Write every line of the following listing exactly as it reads.

++++++++

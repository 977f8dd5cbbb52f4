//! Multiplier selection by name and by operand size.

use std::fmt;
use std::str::FromStr;

use serde::{Deserialize, Serialize};
use tracing::{debug, warn};

use longarith_core::digits::significant_len;
use longarith_core::{
    ArithError, Base, ErrorKind, KaratsubaMultiplier, Multiplier, Operands, SchoolbookMultiplier,
};
use longarith_ntt::NttMultiplier;

use crate::config::{ArithConfig, ConfigError};

/// The multiplication algorithms on offer.
#[derive(Debug, Clone, Copy, PartialEq, Eq, Hash, Serialize, Deserialize)]
#[serde(rename_all = "lowercase")]
pub enum MultiplierKind {
    Schoolbook,
    Karatsuba,
    Ntt,
    Adaptive,
}

impl MultiplierKind {
    pub const ALL: [MultiplierKind; 4] = [
        MultiplierKind::Schoolbook,
        MultiplierKind::Karatsuba,
        MultiplierKind::Ntt,
        MultiplierKind::Adaptive,
    ];

    #[must_use]
    pub fn as_str(self) -> &'static str {
        match self {
            Self::Schoolbook => "schoolbook",
            Self::Karatsuba => "karatsuba",
            Self::Ntt => "ntt",
            Self::Adaptive => "adaptive",
        }
    }
}

impl fmt::Display for MultiplierKind {
    fn fmt(&self, f: &mut fmt::Formatter<'_>) -> fmt::Result {
        f.write_str(self.as_str())
    }
}

impl FromStr for MultiplierKind {
    type Err = ConfigError;

    fn from_str(s: &str) -> Result<Self, Self::Err> {
        match s.trim().to_ascii_lowercase().as_str() {
            "schoolbook" | "simple" => Ok(Self::Schoolbook),
            "karatsuba" => Ok(Self::Karatsuba),
            "ntt" | "fft" => Ok(Self::Ntt),
            "adaptive" | "auto" => Ok(Self::Adaptive),
            other => Err(ConfigError::Invalid(format!("unknown multiplier '{other}'"))),
        }
    }
}

/// Build the multiplier `kind` configured by `config`.
///
/// The result only accepts calls in the configured base.
pub fn build_multiplier(
    config: &ArithConfig,
    kind: MultiplierKind,
) -> Result<Box<dyn Multiplier>, ConfigError> {
    let config = config.clone().normalize();
    config.validate()?;
    let base = config.base()?;
    Ok(match kind {
        MultiplierKind::Schoolbook => {
            Box::new(ConfiguredMultiplier::new(base, SchoolbookMultiplier::new()))
        }
        MultiplierKind::Karatsuba => Box::new(ConfiguredMultiplier::new(
            base,
            KaratsubaMultiplier::new(config.karatsuba()),
        )),
        MultiplierKind::Ntt => Box::new(ConfiguredMultiplier::new(
            base,
            NttMultiplier::new(config.ntt_params()?)
                .with_parallel_threshold(config.parallel_threshold),
        )),
        MultiplierKind::Adaptive => Box::new(AdaptiveMultiplier::from_config(&config)?),
    })
}

fn check_base(expected: Base, actual: Base) -> Result<(), ArithError> {
    if expected == actual {
        Ok(())
    } else {
        Err(ArithError::BaseMismatch {
            expected: expected.get(),
            actual: actual.get(),
        })
    }
}

/// A multiplier pinned to one base.
#[derive(Debug)]
pub struct ConfiguredMultiplier<M> {
    base: Base,
    inner: M,
}

impl<M: Multiplier> ConfiguredMultiplier<M> {
    #[must_use]
    pub fn new(base: Base, inner: M) -> Self {
        Self { base, inner }
    }

    #[must_use]
    pub fn base(&self) -> Base {
        self.base
    }
}

impl<M: Multiplier> Multiplier for ConfiguredMultiplier<M> {
    fn multiply(&self, base: Base, operands: Operands<'_>) -> Result<Vec<i32>, ArithError> {
        check_base(self.base, base)?;
        self.inner.multiply(base, operands)
    }

    fn square(&self, base: Base, a: &[i32]) -> Result<Vec<i32>, ArithError> {
        check_base(self.base, base)?;
        self.inner.square(base, a)
    }

    fn name(&self) -> &str {
        self.inner.name()
    }
}

/// Picks an algorithm from the operand lengths.
///
/// Schoolbook up to the Karatsuba cutoff, Karatsuba below the NTT threshold,
/// NTT from there on. An NTT capacity error falls back to Karatsuba.
#[derive(Debug)]
pub struct AdaptiveMultiplier {
    base: Base,
    karatsuba_cutoff: usize,
    ntt_threshold: usize,
    schoolbook: SchoolbookMultiplier,
    karatsuba: KaratsubaMultiplier,
    ntt: NttMultiplier,
}

impl AdaptiveMultiplier {
    /// Build from a normalized, validated config.
    pub fn from_config(config: &ArithConfig) -> Result<Self, ConfigError> {
        let karatsuba = config.karatsuba();
        Ok(Self {
            base: config.base()?,
            karatsuba_cutoff: karatsuba.cutoff,
            ntt_threshold: config.ntt_threshold,
            schoolbook: SchoolbookMultiplier::new(),
            karatsuba: KaratsubaMultiplier::new(karatsuba),
            ntt: NttMultiplier::new(config.ntt_params()?)
                .with_parallel_threshold(config.parallel_threshold),
        })
    }

    /// The algorithm used for operands with these significant lengths.
    #[must_use]
    pub fn select(&self, len_a: usize, len_b: usize) -> MultiplierKind {
        let longest = len_a.max(len_b);
        if longest <= self.karatsuba_cutoff {
            MultiplierKind::Schoolbook
        } else if longest < self.ntt_threshold {
            MultiplierKind::Karatsuba
        } else {
            MultiplierKind::Ntt
        }
    }
}

impl Multiplier for AdaptiveMultiplier {
    fn multiply(&self, base: Base, operands: Operands<'_>) -> Result<Vec<i32>, ArithError> {
        check_base(self.base, base)?;
        let (a, b) = operands.factors();
        let kind = self.select(significant_len(a), significant_len(b));
        debug!(%kind, "adaptive multiply");
        match kind {
            MultiplierKind::Schoolbook => self.schoolbook.multiply(base, operands),
            MultiplierKind::Ntt => match self.ntt.multiply(base, operands) {
                Err(err) if err.kind() == ErrorKind::Capacity => {
                    warn!(error = %err, "ntt capacity exceeded, falling back to karatsuba");
                    self.karatsuba.multiply(base, operands)
                }
                result => result,
            },
            MultiplierKind::Karatsuba | MultiplierKind::Adaptive => {
                self.karatsuba.multiply(base, operands)
            }
        }
    }

    fn name(&self) -> &str {
        "Adaptive"
    }
}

++++++++

## SOLUTION TO THIS PROBLEM
repository 977f8dd5cbbb52f4
//! Multiplier selection by name and by operand size.

use std::fmt;
use std::str::FromStr;

use serde::{Deserialize, Serialize};
use tracing::{debug, warn};

use longarith_core::digits::significant_len;
use longarith_core::{
    ArithError, Base, ErrorKind, KaratsubaMultiplier, Multiplier, Operands, SchoolbookMultiplier,
};
use longarith_ntt::NttMultiplier;

use crate::config::{ArithConfig, ConfigError};

/// The multiplication algorithms on offer.
#[derive(Debug, Clone, Copy, PartialEq, Eq, Hash, Serialize, Deserialize)]
#[serde(rename_all = "lowercase")]
pub enum MultiplierKind {
    Schoolbook,
    Karatsuba,
    Ntt,
    Adaptive,
}

impl MultiplierKind {
    pub const ALL: [MultiplierKind; 4] = [
        MultiplierKind::Schoolbook,
        MultiplierKind::Karatsuba,
        MultiplierKind::Ntt,
        MultiplierKind::Adaptive,
    ];

    #[must_use]
    pub fn as_str(self) -> &'static str {
        match self {
            Self::Schoolbook => "schoolbook",
            Self::Karatsuba => "karatsuba",
            Self::Ntt => "ntt",
            Self::Adaptive => "adaptive",
        }
    }
}

impl fmt::Display for MultiplierKind {
    fn fmt(&self, f: &mut fmt::Formatter<'_>) -> fmt::Result {
        f.write_str(self.as_str())
    }
}

impl FromStr for MultiplierKind {
    type Err = ConfigError;

    fn from_str(s: &str) -> Result<Self, Self::Err> {
        match s.trim().to_ascii_lowercase().as_str() {
            "schoolbook" | "simple" => Ok(Self::Schoolbook),
            "karatsuba" => Ok(Self::Karatsuba),
            "ntt" | "fft" => Ok(Self::Ntt),
            "adaptive" | "auto" => Ok(Self::Adaptive),
            other => Err(ConfigError::Invalid(format!("unknown multiplier '{other}'"))),
        }
    }
}

/// Build the multiplier `kind` configured by `config`.
///
/// The result only accepts calls in the configured base.
pub fn build_multiplier(
    config: &ArithConfig,
    kind: MultiplierKind,
) -> Result<Box<dyn Multiplier>, ConfigError> {
    let config = config.clone().normalize();
    config.validate()?;
    let base = config.base()?;
    Ok(match kind {
        MultiplierKind::Schoolbook => {
            Box::new(ConfiguredMultiplier::new(base, SchoolbookMultiplier::new()))
        }
        MultiplierKind::Karatsuba => Box::new(ConfiguredMultiplier::new(
            base,
            KaratsubaMultiplier::new(config.karatsuba()),
        )),
        MultiplierKind::Ntt => Box::new(ConfiguredMultiplier::new(
            base,
            NttMultiplier::new(config.ntt_params()?)
                .with_parallel_threshold(config.parallel_threshold),
        )),
        MultiplierKind::Adaptive => Box::new(AdaptiveMultiplier::from_config(&config)?),
    })
}

fn check_base(expected: Base, actual: Base) -> Result<(), ArithError> {
    if expected == actual {
        Ok(())
    } else {
        Err(ArithError::BaseMismatch {
            expected: expected.get(),
            actual: actual.get(),
        })
    }
}

/// A multiplier pinned to one base.
#[derive(Debug)]
pub struct ConfiguredMultiplier<M> {
    base: Base,
    inner: M,
}

impl<M: Multiplier> ConfiguredMultiplier<M> {
    #[must_use]
    pub fn new(base: Base, inner: M) -> Self {
        Self { base, inner }
    }

    #[must_use]
    pub fn base(&self) -> Base {
        self.base
    }
}

impl<M: Multiplier> Multiplier for ConfiguredMultiplier<M> {
    fn multiply(&self, base: Base, operands: Operands<'_>) -> Result<Vec<i32>, ArithError> {
        check_base(self.base, base)?;
        self.inner.multiply(base, operands)
    }

    fn square(&self, base: Base, a: &[i32]) -> Result<Vec<i32>, ArithError> {
        check_base(self.base, base)?;
        self.inner.square(base, a)
    }

    fn name(&self) -> &str {
        self.inner.name()
    }
}

/// Picks an algorithm from the operand lengths.
///
/// Schoolbook up to the Karatsuba cutoff, Karatsuba below the NTT threshold,
/// NTT from there on. An NTT capacity error falls back to Karatsuba.
#[derive(Debug)]
pub struct AdaptiveMultiplier {
    base: Base,
    karatsuba_cutoff: usize,
    ntt_threshold: usize,
    schoolbook: SchoolbookMultiplier,
    karatsuba: KaratsubaMultiplier,
    ntt: NttMultiplier,
}

impl AdaptiveMultiplier {
    /// Build from a normalized, validated config.
    pub fn from_config(config: &ArithConfig) -> Result<Self, ConfigError> {
        let karatsuba = config.karatsuba();
        Ok(Self {
            base: config.base()?,
            karatsuba_cutoff: karatsuba.cutoff,
            ntt_threshold: config.ntt_threshold,
            schoolbook: SchoolbookMultiplier::new(),
            karatsuba: KaratsubaMultiplier::new(karatsuba),
            ntt: NttMultiplier::new(config.ntt_params()?)
                .with_parallel_threshold(config.parallel_threshold),
        })
    }

    /// The algorithm used for operands with these significant lengths.
    #[must_use]
    pub fn select(&self, len_a: usize, len_b: usize) -> MultiplierKind {
        let longest = len_a.max(len_b);
        if longest <= self.karatsuba_cutoff {
            MultiplierKind::Schoolbook
        } else if longest < self.ntt_threshold {
            MultiplierKind::Karatsuba
        } else {
            MultiplierKind::Ntt
        }
    }
}

impl Multiplier for AdaptiveMultiplier {
    fn multiply(&self, base: Base, operands: Operands<'_>) -> Result<Vec<i32>, ArithError> {
        check_base(self.base, base)?;
        let (a, b) = operands.factors();
        let kind = self.select(significant_len(a), significant_len(b));
        debug!(%kind, "adaptive multiply");
        match kind {
            MultiplierKind::Schoolbook => self.schoolbook.multiply(base, operands),
            MultiplierKind::Ntt => match self.ntt.multiply(base, operands) {
                Err(err) if err.kind() == ErrorKind::Capacity => {
                    warn!(error = %err, "ntt capacity exceeded, falling back to karatsuba");
                    self.karatsuba.multiply(base, operands)
                }
                result => result,
            },
            MultiplierKind::Karatsuba | MultiplierKind::Adaptive => {
                self.karatsuba.multiply(base, operands)
            }
        }
    }

    fn name(&self) -> &str {
        "Adaptive"
    }
}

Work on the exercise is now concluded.